//! Configuration error types.

use thiserror::Error;

/// Errors raised while loading or validating the scanner configuration.
#[derive(Debug, Error)]
pub enum ConfigError {
    #[error("failed to read config file {path}: {source}")]
    ReadFile {
        path: String,
        #[source]
        source: std::io::Error,
    },
    #[error("failed to parse config: {0}")]
    Parse(#[from] serde_yaml::Error),
    /// A value is present but unusable (e.g., `queue.concurrency: 0`).
    #[error("validation failed: {0}")]
    Validation(String),
}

Task goal - Word for word, copy out all the data given above.

Solution to the problem -
//! Configuration error types.

use thiserror::Error;

/// Errors raised while loading or validating the scanner configuration.
#[derive(Debug, Error)]
pub enum ConfigError {
    #[error("failed to read config file {path}: {source}")]
    ReadFile {
        path: String,
        #[source]
        source: std::io::Error,
    },
    #[error("failed to parse config: {0}")]
    Parse(#[from] serde_yaml::Error),
    /// A value is present but unusable (e.g., `queue.concurrency: 0`).
    #[error("validation failed: {0}")]
    Validation(String),
}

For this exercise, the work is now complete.